## How to complete this task
If a line in the following entries holds the string "other", include it in the tally. State the total and nothing further.

## Data for the task
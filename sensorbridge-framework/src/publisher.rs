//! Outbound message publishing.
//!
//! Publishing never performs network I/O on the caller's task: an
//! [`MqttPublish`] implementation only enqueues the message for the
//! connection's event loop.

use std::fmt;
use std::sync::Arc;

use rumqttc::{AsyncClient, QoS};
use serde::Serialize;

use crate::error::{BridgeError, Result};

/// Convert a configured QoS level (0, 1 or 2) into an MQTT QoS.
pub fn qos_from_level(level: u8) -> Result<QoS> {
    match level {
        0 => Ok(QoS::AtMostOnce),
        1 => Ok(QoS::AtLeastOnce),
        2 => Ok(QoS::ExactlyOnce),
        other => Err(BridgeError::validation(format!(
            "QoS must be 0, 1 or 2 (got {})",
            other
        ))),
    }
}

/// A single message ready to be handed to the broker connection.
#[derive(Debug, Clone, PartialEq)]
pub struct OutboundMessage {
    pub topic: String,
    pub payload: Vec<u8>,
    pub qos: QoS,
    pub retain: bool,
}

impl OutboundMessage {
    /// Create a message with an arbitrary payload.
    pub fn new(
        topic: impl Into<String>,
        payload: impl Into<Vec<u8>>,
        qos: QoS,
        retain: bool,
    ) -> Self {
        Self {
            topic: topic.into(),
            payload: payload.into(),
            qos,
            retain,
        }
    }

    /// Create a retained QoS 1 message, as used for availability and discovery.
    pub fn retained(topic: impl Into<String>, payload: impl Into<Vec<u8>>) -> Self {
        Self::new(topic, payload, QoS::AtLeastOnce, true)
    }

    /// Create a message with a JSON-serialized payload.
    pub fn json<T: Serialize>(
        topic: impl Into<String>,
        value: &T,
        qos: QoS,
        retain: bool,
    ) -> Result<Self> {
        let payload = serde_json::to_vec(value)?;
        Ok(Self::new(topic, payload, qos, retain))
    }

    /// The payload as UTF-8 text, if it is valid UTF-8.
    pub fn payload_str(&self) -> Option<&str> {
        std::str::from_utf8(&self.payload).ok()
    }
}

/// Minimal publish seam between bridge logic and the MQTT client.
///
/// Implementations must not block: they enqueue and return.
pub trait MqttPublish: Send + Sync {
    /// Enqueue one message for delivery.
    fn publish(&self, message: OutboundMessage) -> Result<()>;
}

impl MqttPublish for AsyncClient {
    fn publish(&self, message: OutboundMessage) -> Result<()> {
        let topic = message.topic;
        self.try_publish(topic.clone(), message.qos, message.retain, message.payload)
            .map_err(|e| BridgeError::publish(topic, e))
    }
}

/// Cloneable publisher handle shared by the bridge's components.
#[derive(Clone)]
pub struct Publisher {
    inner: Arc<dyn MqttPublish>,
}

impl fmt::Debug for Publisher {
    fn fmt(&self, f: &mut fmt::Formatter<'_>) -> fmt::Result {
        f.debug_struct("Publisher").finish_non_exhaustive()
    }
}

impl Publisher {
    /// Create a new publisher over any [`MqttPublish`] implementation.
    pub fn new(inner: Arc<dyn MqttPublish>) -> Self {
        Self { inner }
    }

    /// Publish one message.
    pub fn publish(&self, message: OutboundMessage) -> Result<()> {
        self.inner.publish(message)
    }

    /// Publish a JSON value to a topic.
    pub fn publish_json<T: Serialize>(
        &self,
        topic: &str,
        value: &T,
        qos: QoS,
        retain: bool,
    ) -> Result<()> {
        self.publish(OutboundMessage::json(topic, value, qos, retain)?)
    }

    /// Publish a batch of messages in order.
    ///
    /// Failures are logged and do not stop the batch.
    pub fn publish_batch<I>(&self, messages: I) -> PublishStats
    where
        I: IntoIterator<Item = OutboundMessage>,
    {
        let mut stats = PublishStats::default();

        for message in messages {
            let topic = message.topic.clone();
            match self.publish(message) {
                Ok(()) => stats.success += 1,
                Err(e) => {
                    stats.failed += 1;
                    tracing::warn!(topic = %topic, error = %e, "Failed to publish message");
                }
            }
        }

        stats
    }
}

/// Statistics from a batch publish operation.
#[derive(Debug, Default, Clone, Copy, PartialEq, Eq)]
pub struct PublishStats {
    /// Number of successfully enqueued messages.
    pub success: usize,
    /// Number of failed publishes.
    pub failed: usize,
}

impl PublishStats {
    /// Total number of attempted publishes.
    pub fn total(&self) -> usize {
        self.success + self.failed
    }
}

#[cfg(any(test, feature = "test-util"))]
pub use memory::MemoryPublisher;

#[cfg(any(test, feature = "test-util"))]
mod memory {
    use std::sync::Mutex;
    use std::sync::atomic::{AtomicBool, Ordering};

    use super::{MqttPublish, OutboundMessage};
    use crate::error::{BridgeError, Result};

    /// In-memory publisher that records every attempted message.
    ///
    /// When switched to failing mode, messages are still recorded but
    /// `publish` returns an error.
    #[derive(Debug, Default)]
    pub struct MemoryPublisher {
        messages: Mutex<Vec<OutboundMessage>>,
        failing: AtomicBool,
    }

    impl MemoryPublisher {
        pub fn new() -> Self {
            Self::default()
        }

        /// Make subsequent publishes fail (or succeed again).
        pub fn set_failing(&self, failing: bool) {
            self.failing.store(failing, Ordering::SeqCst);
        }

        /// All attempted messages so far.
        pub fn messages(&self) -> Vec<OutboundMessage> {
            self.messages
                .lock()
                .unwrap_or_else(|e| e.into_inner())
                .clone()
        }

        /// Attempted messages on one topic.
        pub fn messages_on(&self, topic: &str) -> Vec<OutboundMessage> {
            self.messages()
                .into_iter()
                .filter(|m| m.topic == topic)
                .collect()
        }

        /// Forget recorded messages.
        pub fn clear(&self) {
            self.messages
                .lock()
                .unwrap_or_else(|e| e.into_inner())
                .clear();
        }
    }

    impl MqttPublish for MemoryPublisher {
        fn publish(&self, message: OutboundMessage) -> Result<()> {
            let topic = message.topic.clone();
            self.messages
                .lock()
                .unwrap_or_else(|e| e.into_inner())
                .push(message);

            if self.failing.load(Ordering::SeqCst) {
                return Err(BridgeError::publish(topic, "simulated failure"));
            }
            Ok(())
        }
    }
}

## Answer
2